E se a PM vê você com o peito de fora…
Eu sou detida todas as vezes e liberada em seguida. Quando chega a julgamento, eles não querem julgar a questão porque, julgar a questão seria o Estado, através de um tribunal, reconhecer ou que sou homem ou que sou mulher. Meus advogados chegam, sou liberada, vai para audiência e eles arquivam. Tive uma audiência marcada, outra adiada, agora vou para a terceira.
O que eles dizem no momento da audiência?
Arquivam. Não dizem. Na terceira vez que será em setembro, vou entrar com uma ação na justiça obrigando o Estado a me processar, a me julgar. Quero que julguem, decidam a questão. Eles vão ser obrigados a decidir, já que eles decidem tudo, rotulam tudo.
Você começou com seu protesto pessoal faz tempo.

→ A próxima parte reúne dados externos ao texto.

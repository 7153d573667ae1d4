//! Core game state and logic

use crate::board::{Board, TOP_MARGIN};
use crate::gravity::Gravity;
use crate::piece::Piece;
use crate::score::{clear_name, Score};
use crate::tetromino::{TetrominoType, PALETTE};
use rand::{Rng, SeedableRng};
use rand_chacha::ChaCha8Rng;
use std::time::Instant;
use tracing::{debug, info, warn};

/// Game state
#[derive(Debug, Clone, Copy, PartialEq, Eq)]
pub enum GameState {
    Playing,
    Paused,
    GameOver,
}

/// Input actions the game can process
#[derive(Debug, Clone, Copy, PartialEq, Eq)]
pub enum Action {
    MoveLeft,
    MoveRight,
    SoftDrop,
    Rotate,
    HardDrop,
    Pause,
    Quit,
}

/// Result of one gravity step
#[derive(Debug, Clone, Copy, PartialEq, Eq)]
pub enum TickOutcome {
    /// Nothing to move (paused, game over)
    Idle,
    /// The piece fell one row
    Fell,
    /// The piece locked and a new one spawned
    Locked { lines: usize, points: u64 },
    /// The lock topped the game out
    GameOver { final_score: u64 },
}

/// Why a game ended
#[derive(Debug, Clone, Copy, PartialEq, Eq)]
enum TopOut {
    /// Locked with a block above the visible grid
    BlockOut,
    /// Locked entirely inside the spawn margin
    LockOut,
    /// The next piece overlaps locked blocks
    SpawnBlocked,
}

/// The main game struct
pub struct Game {
    /// The game board
    pub board: Board,
    /// Current falling piece
    pub current_piece: Option<Piece>,
    /// Score tracking
    pub score: Score,
    /// Current game state
    pub state: GameState,
    /// Score of the game that just ended, shown on the game over screen
    pub final_score: Option<u64>,
    /// Last clear text to display
    pub last_action: Option<&'static str>,
    gravity: Gravity,
    rng: ChaCha8Rng,
}

impl Game {
    /// Create a new game with a random seed
    pub fn new(rows_per_second: f64) -> Self {
        Self::with_seed(rand::random(), rows_per_second)
    }

    /// Create a new game whose piece sequence is fixed by `seed`
    pub fn with_seed(seed: u64, rows_per_second: f64) -> Self {
        let mut game = Self {
            board: Board::new(),
            current_piece: None,
            score: Score::new(),
            state: GameState::Playing,
            final_score: None,
            last_action: None,
            gravity: Gravity::new(rows_per_second, Instant::now()),
            rng: ChaCha8Rng::seed_from_u64(seed),
        };
        game.current_piece = Some(game.next_piece());
        debug!(
            seed,
            gravity_ms = game.gravity.interval().as_millis() as u64,
            "new game"
        );
        game
    }

    /// Pick a uniformly random shape and color
    fn next_piece(&mut self) -> Piece {
        let shape = TetrominoType::ALL[self.rng.gen_range(0..TetrominoType::ALL.len())];
        let color = PALETTE[self.rng.gen_range(0..PALETTE.len())];
        Piece::spawn(shape, color)
    }

    /// Process an action. Only a hard drop can lock the piece, so every
    /// other action reports `Idle`.
    pub fn process_action(&mut self, action: Action) -> TickOutcome {
        match self.state {
            GameState::Paused => {
                if action == Action::Pause {
                    self.state = GameState::Playing;
                    self.gravity.reset(Instant::now());
                }
            }
            GameState::Playing => match action {
                Action::MoveLeft => self.with_piece(Piece::move_left),
                Action::MoveRight => self.with_piece(Piece::move_right),
                Action::Rotate => self.with_piece(Piece::rotate),
                Action::SoftDrop => self.soft_drop(),
                Action::HardDrop => return self.hard_drop(),
                Action::Pause => self.state = GameState::Paused,
                Action::Quit => {}
            },
            GameState::GameOver => {
                // No actions, handled by main loop
            }
        }
        TickOutcome::Idle
    }

    fn with_piece(&mut self, apply: fn(&mut Piece, &Board) -> bool) {
        if let Some(piece) = &mut self.current_piece {
            apply(piece, &self.board);
        }
    }

    fn soft_drop(&mut self) {
        if let Some(piece) = &mut self.current_piece {
            if piece.soft_drop(&self.board) {
                self.gravity.reset(Instant::now());
            }
        }
    }

    fn hard_drop(&mut self) -> TickOutcome {
        let Some(piece) = &mut self.current_piece else {
            return TickOutcome::Idle;
        };
        let distance = piece.hard_drop(&self.board);
        debug!(distance, "hard drop");
        self.lock_piece()
    }

    /// Advance gravity if a fall step is due (call every frame)
    pub fn update(&mut self, now: Instant) -> TickOutcome {
        if self.state != GameState::Playing || !self.gravity.due(now) {
            return TickOutcome::Idle;
        }
        self.gravity.reset(now);
        self.tick()
    }

    /// One gravity step: fall a row, or lock when the fall is blocked
    pub fn tick(&mut self) -> TickOutcome {
        if self.state != GameState::Playing {
            return TickOutcome::Idle;
        }
        let Some(piece) = &mut self.current_piece else {
            return TickOutcome::Idle;
        };
        if piece.soft_drop(&self.board) {
            return TickOutcome::Fell;
        }
        self.lock_piece()
    }

    /// Lock the current piece, clear lines and spawn the next
    fn lock_piece(&mut self) -> TickOutcome {
        let Some(piece) = self.current_piece.take() else {
            return TickOutcome::Idle;
        };
        let blocks = piece.blocks();

        if blocks.iter().any(|p| p.row < 0) {
            return self.game_over(TopOut::BlockOut);
        }
        if blocks.iter().all(|p| (p.row as usize) < TOP_MARGIN) {
            return self.game_over(TopOut::LockOut);
        }

        if let Err(err) = self.board.lock_piece(&blocks, piece.color) {
            // validation keeps pieces on the board, so this is a logic bug
            warn!(%err, "lock outside the board");
            return self.game_over(TopOut::BlockOut);
        }

        let lines = self.board.clear_lines();
        let points = self.score.add_clear(lines);
        self.last_action = clear_name(lines);
        debug!(
            piece = piece.piece_type.name(),
            lines,
            points,
            total = self.score.points,
            occupied = self.board.occupied_count(),
            "piece locked"
        );

        let next = self.next_piece();
        if !next.is_within_bounds(&self.board) || !self.board.are_positions_valid(&next.blocks()) {
            return self.game_over(TopOut::SpawnBlocked);
        }
        debug!(piece = next.piece_type.name(), "spawned");
        self.current_piece = Some(next);
        self.gravity.reset(Instant::now());

        TickOutcome::Locked { lines, points }
    }

    /// Clear the board and zero the running score. The final score goes
    /// out in the outcome for the caller to persist.
    fn game_over(&mut self, reason: TopOut) -> TickOutcome {
        let final_score = self.score.points;
        info!(?reason, final_score, lines = self.score.lines, "game over");

        self.board.reset();
        self.current_piece = None;
        self.final_score = Some(final_score);
        self.score.reset();
        self.last_action = None;
        self.state = GameState::GameOver;

        TickOutcome::GameOver { final_score }
    }

    /// Start the next game on the same board and RNG
    pub fn restart(&mut self) {
        self.board.reset();
        self.score.reset();
        self.final_score = None;
        self.last_action = None;
        self.current_piece = Some(self.next_piece());
        self.state = GameState::Playing;
        self.gravity.reset(Instant::now());
    }
}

Comecei em 95, na Parada, no Leme, quando a Giovana Baby, num trio, falou para eu pôr o peito para fora, porque peito para fora é sinônimo de liberdade e foi então a primeira a vez que botei o peito para fora. Vou entrar com uma ação contra o Estado para que sejam retirados o gênero, o sexo dos meus documentos também. Não quero mais que haja marcação masculina ou feminina. Quero que conste apenas o nome, só o nome, e vou pedir a inclusão de Indianara nos meus documentos, mas também não quero que seja retirado o Sérgio (nome de registro civil), quero que seja Indianara Sérgio Siqueira, porque esse é meu histórico de vida e não vejo problema nenhum, acho um direito você usar um nome contrário daquele que recebeu e eu vou incluir Indianara, porque não acho estranho que Sérgio esteja ali, acho estranho que Indianara não esteja. Quero os dois, e retirar a marcação de sexo porque as pessoas têm suas genitálias e sofremos uma castração antes da adolescência em que seu corpo tem que ser normatizado, nós temos que incluir as pessoas.
Então qualquer documento oficial deveria constar apenas o nome?
Sim, assim como RG e o CPF. Com meu RG em mãos, você teria que me tocar para saber que sexo eu tenho, se for para definir quem eu sou pela minha genitália, teriam que me fazer exame de toque a todo o momento, e isso é um absurdo!
Como a PM aborda você?
As femininas se recusam a fazer a abordagem, então os policias masculinos é que tem que fazer, porque aí, nesse momento, sou homem porque tenho uma genitália, e quando mostro o peito o que sou?
E a questão dos banheiros…
Na sua casa tem banheiro masculino e feminino? Nem nos ônibus nem em aviões, agora alguns começam a ter, então por qual motivo ter em escolas, restaurantes e etc? Não é uma agressão aquelas ufas! nas ruas onde só os homens utilizam? É tudo tão sem lógica! Fazem coisas completamente malucas e nós é que somos as transtornadas? Somos loucas exatamente porque nos libertamos deles! É por isso, porque quebramos as regras!!!